Продолжение. Начало:http://www.proza.ru/2017/04/26/2150


     Прошло уже добрых  несколько недель, как Пашков привёл меня в кубрик рядового  состава  электромеханической  боевой части. За это  время я приобрёл среди обитателей кубрика двух неприятелей, двух недоброжелателей и  двух, если не сказать друзей, то сторонников.  Недруги  мои были из числа  старших карасей, пришедших на корабль на четыре месяца  раньше меня.  Чем я им не пришёлся ко двору, неизвестно, но с первых же дней я почувствовал на себе их жёсткий прессинг.

     Первый мой «визави»- украинец  с Николаевской области моторист  Николай Хижняк.  Перед  службой  окончил  сельскохозяйственный техникум, механизатор. Сразу же проявил себя  знающим специалистом, тем более  прошёл подготовку в учебном отряде.  До моего прихода в боевую часть  пользовался  славой этакой восходящей звезды. Возможно, он считал что, я  составлю ему конкуренцию, и его звезда может померкнуть. За украинцами  на флоте всегда замечался  нездоровый «лычковый»  каръеризм.   Даже шутки ходили в матросской среде,  что «хохол» без лычки  не настоящий "хохол", и что без лычек  его и домой не примут.  В этом была солидная доля  правды.  Украинские ребята были  старательны, исполнительны  и быстро становились хорошими специалистами. И стремление стать маленькими начальниками им было ох как не чуждо. Хижняк был типичным украинцем - хитроватым, хозяйственным, дотошным, не допускающим  покушения на его авторитет со стороны младших возрастов, но со старшими вёл себя  покорно и  заискивающе. Хотя, в общем, был толковым  парнем, прекрасно знал  дизельную технику.

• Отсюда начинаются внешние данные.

use std::sync::atomic::AtomicUsize;
use std::sync::Arc;

use canned::config::{AppState, Config};
use canned::dispatch;
use canned::logger;
use canned::server::{
    create_listener, start_server_loop, start_signal_handler, ServerLoopConfig, SignalHandler,
};

/// Config file path without extension; resolves to `config.toml` in the
/// working directory when present
const CONFIG_PATH: &str = "config";

fn main() -> Result<(), Box<dyn std::error::Error + Send + Sync>> {
    let cfg = Config::load_from(CONFIG_PATH)?;
    dispatch::validate_rules(&cfg.rules)?;

    // Build the Tokio runtime, sizing the thread pool from config
    let mut runtime_builder = tokio::runtime::Builder::new_multi_thread();
    runtime_builder.enable_all();

    if let Some(workers) = cfg.server.workers {
        runtime_builder.worker_threads(workers);
    }

    let runtime = runtime_builder.build()?;
    runtime.block_on(async_main(cfg))
}

async fn async_main(cfg: Config) -> Result<(), Box<dyn std::error::Error + Send + Sync>> {
    logger::init(&cfg)?;

    let addr = cfg.get_socket_addr()?;
    let listener = create_listener(addr)?;

    let state = Arc::new(AppState::new(&cfg));
    let active_connections = Arc::new(AtomicUsize::new(0));

    logger::log_server_start(&addr, &cfg, cfg.rules.len());

    let signals = Arc::new(SignalHandler::new());
    start_signal_handler(Arc::clone(&signals))?;

    start_server_loop(
        listener,
        state,
        active_connections,
        ServerLoopConfig {
            shutdown: Arc::clone(&signals.shutdown),
            reload: Arc::clone(&signals.reload),
            config_path: CONFIG_PATH.to_string(),
        },
    )
    .await
}
//! canned - a fixed-rule HTTP responder.
//!
//! The core is [`dispatch::Dispatcher`]: a pure mapping from a request
//! descriptor (headers, url, method) to a canned (status, body) response,
//! driven by an ordered, first-match-wins rule table. Everything else is
//! hosting for that function: a tokio + hyper HTTP/1.1 server, layered
//! configuration, access logging in several formats, and signal-driven
//! reload and shutdown.

pub mod config;
pub mod dispatch;
pub mod handler;
pub mod http;
pub mod logger;
pub mod server;
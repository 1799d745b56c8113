//! Rule evaluation.
//!
//! Walks a rule table in declared order and returns the first rule whose
//! conditions all hold. Path comparison is byte-for-byte: no trailing-slash
//! folding, no percent-decoding, no case folding.

use super::rule::{HeaderMatcher, Rule, RuleMatch};

/// Find the first rule matching the given url and headers
pub fn find_match<'a>(
    rules: &'a [Rule],
    url: &str,
    headers: &[(&str, &str)],
) -> Option<&'a Rule> {
    rules
        .iter()
        .find(|rule| matches_rule(&rule.match_rule, url, headers))
}

/// Check whether a match block accepts the given url and headers
fn matches_rule(rule: &RuleMatch, url: &str, headers: &[(&str, &str)]) -> bool {
    if !match_path(rule, url) {
        return false;
    }

    if let Some(matchers) = &rule.headers {
        if !match_headers(matchers, headers) {
            return false;
        }
    }

    true
}

/// Check the path condition; a block without one matches every url
pub fn match_path(rule: &RuleMatch, url: &str) -> bool {
    match &rule.path {
        Some(exact) => url == exact,
        None => true,
    }
}

/// All header matchers must be satisfied
fn match_headers(matchers: &[HeaderMatcher], headers: &[(&str, &str)]) -> bool {
    matchers
        .iter()
        .all(|matcher| match_single_header(matcher, headers))
}

/// Check one header condition against the request's header pairs
fn match_single_header(matcher: &HeaderMatcher, headers: &[(&str, &str)]) -> bool {
    let header_value = headers
        .iter()
        .find(|(name, _)| name.eq_ignore_ascii_case(&matcher.name))
        .map(|(_, value)| *value);

    if let Some(required) = matcher.present {
        if header_value.is_some() != required {
            return false;
        }
        if matcher.exact.is_none() {
            return true;
        }
    }

    let Some(value) = header_value else {
        return false;
    };

    match &matcher.exact {
        Some(exact) => value == exact,
        None => true,
    }
}
//! HTTP protocol layer module
//!
//! Wire-level response assembly, decoupled from dispatch logic.

pub mod response;

// Re-export commonly used builders
pub use response::{build_500_response, build_dispatch_response};
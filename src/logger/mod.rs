//! Logger module
//!
//! Provides logging utilities for the responder including:
//! - Server lifecycle logging
//! - Access logging with multiple formats
//! - Reload and shutdown progress
//! - Error and warning logging

mod format;
pub mod writer;

pub use format::AccessLogEntry;

use crate::config::Config;
use std::net::SocketAddr;

/// Initialize the logger with configuration
///
/// Should be called once at application startup.
pub fn init(config: &Config) -> std::io::Result<()> {
    writer::init(
        config.logging.access_log_file.as_deref(),
        config.logging.error_log_file.as_deref(),
    )
}

/// Point the log streams at the paths in a freshly loaded configuration
pub fn retarget(config: &Config) -> std::io::Result<()> {
    if writer::is_initialized() {
        writer::get().retarget(
            config.logging.access_log_file.as_deref(),
            config.logging.error_log_file.as_deref(),
        )
    } else {
        Ok(())
    }
}

/// Write to info/access log
fn write_info(message: &str) {
    if writer::is_initialized() {
        writer::get().write_info(message);
    } else {
        println!("{message}");
    }
}

/// Write to error log
fn write_error(message: &str) {
    if writer::is_initialized() {
        writer::get().write_error(message);
    } else {
        eprintln!("{message}");
    }
}

pub fn log_server_start(addr: &SocketAddr, config: &Config, rule_count: usize) {
    write_info("======================================");
    write_info("canned responder started");
    write_info(&format!("Listening on: http://{addr}"));
    write_info(&format!("Log level: {}", config.logging.level));
    write_info(&format!(
        "Dispatch rules: {rule_count} (405/404 fallbacks not counted)"
    ));
    if let Some(workers) = config.server.workers {
        write_info(&format!("Worker threads: {workers}"));
    }
    if let Some(ref path) = config.logging.access_log_file {
        write_info(&format!("Access log: {path}"));
    }
    if let Some(ref path) = config.logging.error_log_file {
        write_info(&format!("Error log: {path}"));
    }
    write_info("======================================\n");
}

pub fn log_connection_accepted(peer_addr: &SocketAddr) {
    write_info(&format!("[Connection] Accepted from: {peer_addr}"));
}

pub fn log_connection_error(err: &impl std::fmt::Debug) {
    write_error(&format!("[ERROR] Failed to serve connection: {err:?}"));
}

pub fn log_error(message: &str) {
    write_error(&format!("[ERROR] {message}"));
}

pub fn log_warning(message: &str) {
    write_error(&format!("[WARN] {message}"));
}

pub fn log_headers_count(count: usize, show: bool) {
    if show {
        write_info(&format!("[Headers] Count: {count}"));
    }
}

/// Log formatted access log entry
pub fn log_access(entry: &AccessLogEntry, format: &str) {
    write_info(&entry.format(format));
}

pub fn log_signal(message: &str) {
    write_info(&format!("[Signal] {message}"));
}

pub fn log_reload_triggered() {
    write_info("\n[Reload] Configuration reload triggered");
}

pub fn log_reload_applied(rule_count: usize) {
    write_info(&format!(
        "[Reload] New configuration applied: {rule_count} dispatch rules"
    ));
}

pub fn log_reload_failed(reason: &str) {
    log_error(&format!("[Reload] {reason}"));
    write_error("         Continuing with current configuration");
}

pub fn log_shutdown_requested() {
    write_info("\n[Shutdown] Stop accepting new connections");
}

pub fn log_drain_complete(remaining: usize) {
    if remaining == 0 {
        write_info("[Shutdown] All connections drained");
    } else {
        write_info(&format!(
            "[Shutdown] Drain deadline reached with {remaining} connections still open"
        ));
    }
}
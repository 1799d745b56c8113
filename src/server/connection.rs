// Connection handling module
// Accepts and serves a single TCP connection

use std::sync::atomic::{AtomicUsize, Ordering};
use std::sync::Arc;

use hyper::server::conn::http1;
use hyper::service::service_fn;
use hyper_util::rt::TokioIo;

use crate::config;
use crate::handler;
use crate::logger;

/// Accept a connection: enforce the connection limit, log, and hand the
/// stream to a serving task.
///
/// # Arguments
///
/// * `stream` - The TCP stream to handle
/// * `peer_addr` - The peer's socket address
/// * `state` - Shared application state
/// * `conn_counter` - Active connection counter
pub fn accept_connection(
    stream: tokio::net::TcpStream,
    peer_addr: std::net::SocketAddr,
    state: &Arc<config::AppState>,
    conn_counter: &Arc<AtomicUsize>,
) {
    // Increment counter first, then check limit (prevents race condition)
    let prev_count = conn_counter.fetch_add(1, Ordering::SeqCst);

    if let Some(max_conn) = state.config.performance.max_connections {
        if prev_count >= usize::try_from(max_conn).unwrap_or(usize::MAX) {
            // Exceeded limit: rollback counter and reject
            conn_counter.fetch_sub(1, Ordering::SeqCst);
            logger::log_warning(&format!(
                "Max connections reached: {prev_count}/{max_conn}. Connection rejected."
            ));
            drop(stream);
            return;
        }
    }

    // Check if access logging is enabled (lock-free)
    if state.cached_access_log.load(Ordering::Relaxed) {
        logger::log_connection_accepted(&peer_addr);
    }

    serve_connection(
        stream,
        peer_addr,
        Arc::clone(state),
        Arc::clone(conn_counter),
    );
}

/// Serve a single connection in a spawned task.
///
/// This function:
/// 1. Wraps the TCP stream in `TokioIo`
/// 2. Configures HTTP/1.1 keep-alive from the performance settings
/// 3. Serves the connection with the request handler
/// 4. Applies a whole-connection timeout
/// 5. Decrements the connection counter when done
fn serve_connection(
    stream: tokio::net::TcpStream,
    peer_addr: std::net::SocketAddr,
    state: Arc<config::AppState>,
    conn_counter: Arc<AtomicUsize>,
) {
    tokio::spawn(async move {
        let io = TokioIo::new(stream);

        // Read performance configuration
        let keep_alive_timeout = state.config.performance.keep_alive_timeout;
        let timeout_duration = std::time::Duration::from_secs(std::cmp::max(
            state.config.performance.read_timeout,
            state.config.performance.write_timeout,
        ));

        // Build HTTP/1 connection with keep-alive support
        let mut builder = http1::Builder::new();
        builder.keep_alive(keep_alive_timeout > 0);

        let service_state = Arc::clone(&state);
        let conn = builder.serve_connection(
            io,
            service_fn(move |req| {
                let state = Arc::clone(&service_state);
                async move { handler::handle_request(req, state, peer_addr).await }
            }),
        );

        // Apply timeout and handle result
        match tokio::time::timeout(timeout_duration, conn).await {
            Ok(Ok(())) => {}
            Ok(Err(err)) => logger::log_connection_error(&err),
            Err(_) => {
                logger::log_warning(&format!(
                    "Connection from {peer_addr} timed out after {} seconds",
                    timeout_duration.as_secs()
                ));
            }
        }

        // Decrement active connection counter
        conn_counter.fetch_sub(1, Ordering::SeqCst);
    });
}
//! Bookmarks HAL: per-user bookmark collections over REST, decorated with HAL links.

pub mod config;
pub mod doc;
pub mod error;
pub mod hal;
pub mod handlers;
pub mod migration;
pub mod model;
pub mod routes;
pub mod service;
pub mod state;
pub mod store;

pub use config::ServerConfig;
pub use error::{AppError, ConfigError, ErrorBody};
pub use hal::{BookmarkCollection, BookmarkResource, Link, LinkBuilder, Links, RootDocument};
pub use migration::{apply_migrations, seed};
pub use model::{Account, Bookmark, NewBookmark};
pub use routes::{bookmark_routes, common_routes_with_ready};
pub use service::BookmarkService;
pub use state::AppState;
pub use store::{
    ensure_database_exists, AccountStore, BookmarkStore, MemoryStore, PgAccountStore, PgBookmarkStore,
};
//! Common routes: health, readiness, version.

use crate::state::AppState;
use axum::{extract::State, http::StatusCode, routing::get, Json, Router};
use serde::Serialize;

#[derive(Serialize)]
struct HealthBody {
    status: &'static str,
}

#[derive(Serialize)]
struct ReadyBody {
    status: &'static str,
    store: &'static str,
}

async fn health() -> Json<HealthBody> {
    Json(HealthBody { status: "ok" })
}

async fn ready(State(state): State<AppState>) -> Result<Json<ReadyBody>, (StatusCode, Json<ReadyBody>)> {
    if let Err(e) = state.service.accounts().ping().await {
        tracing::warn!(error = %e, "readiness check failed");
        return Err((
            StatusCode::SERVICE_UNAVAILABLE,
            Json(ReadyBody {
                status: "degraded",
                store: "unavailable",
            }),
        ));
    }
    Ok(Json(ReadyBody {
        status: "ok",
        store: "ok",
    }))
}

async fn version() -> Json<serde_json::Value> {
    Json(serde_json::json!({
        "name": env!("CARGO_PKG_NAME"),
        "version": env!("CARGO_PKG_VERSION")
    }))
}

/// Common routes including readiness against the account store.
pub fn common_routes_with_ready(state: AppState) -> Router {
    Router::new()
        .route("/health", get(health))
        .route("/ready", get(ready))
        .route("/version", get(version))
        .with_state(state)
}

     Через несколько месяцев, когда стало ясно, что с уходом на гражданку  командира отделения  электриков  Сергея Пашкова, мне придётся занять этот пост, Хижняк прекратил  выпады в мой адрес и в корне изменил отношение, не проявлял своего   возрастного старшинства. Впоследствии мы служили с ним дружно. Он понял, что я совершенно непохож на него и с этим ничего не поделаешь. Но друзьями мы не стали, но одновременно  стали командирами отделений.  Мне было интересно всё на корабле. Хижняк  посвятил меня  в тонкости  устройства и эксплуатации  главных  дизелей, с его помощью я  сдал  экзамен на  оператора  главных дизелей.

       Какое удовольствие  управлять дизелем  в боевом походе! Ты восседаешь на специальном кресле  оператора  главного дизеля в кабине управления. Внизу перед тобой, за прозрачной  выпуклой  стенкой кабины   машинное отделение, напичканное  различными  механизмами, трубами   и приборами так, что из кабины управления кажется, что  заглядываешь в чрево  какого-то большого и сложного механического устройства.    По правому и левому борту  высятся громады  главных ходовых  дизелей, 56 цилиндров  которых образуют  семилучевую звезду, шедевр советских моторостроителей  пятидесятых годов.  Мощность такого железного богатыря около  трёх  с половиной тысяч лошадиных сил. 

     По выдраенным до металлического блеска паёлам снуют мотористы и трюмные машинисты. Иногда они подбегают вплотную к кабине  и  на пальцах,    на специальном  языке символов докладывают  операторам или старшине команды результаты  осмотра механизмов.  Прямо перед тобой   приборная доска, с множеством  прибором, по которым  отслеживаются  параметры  работы дизеля.  Справа от тебя расположена  рукоятка управления  главным дизелем, слева ручка машинного телеграфа.  На маленьком столике развёрнут толстая книга - оперативный журнал  дизеля  №1, в который оператор  через определённый период времени обязан  записывать     параметры работы дизеля – число  оборотов, температуру выхлопных газов, масла и  охлаждающей воды на входе в дизель и на выходе,  давление  топлива, масла, охлаждающей воды. А также все команды,  поступающие по машинному телеграфу с  ходового мостика, ГКП.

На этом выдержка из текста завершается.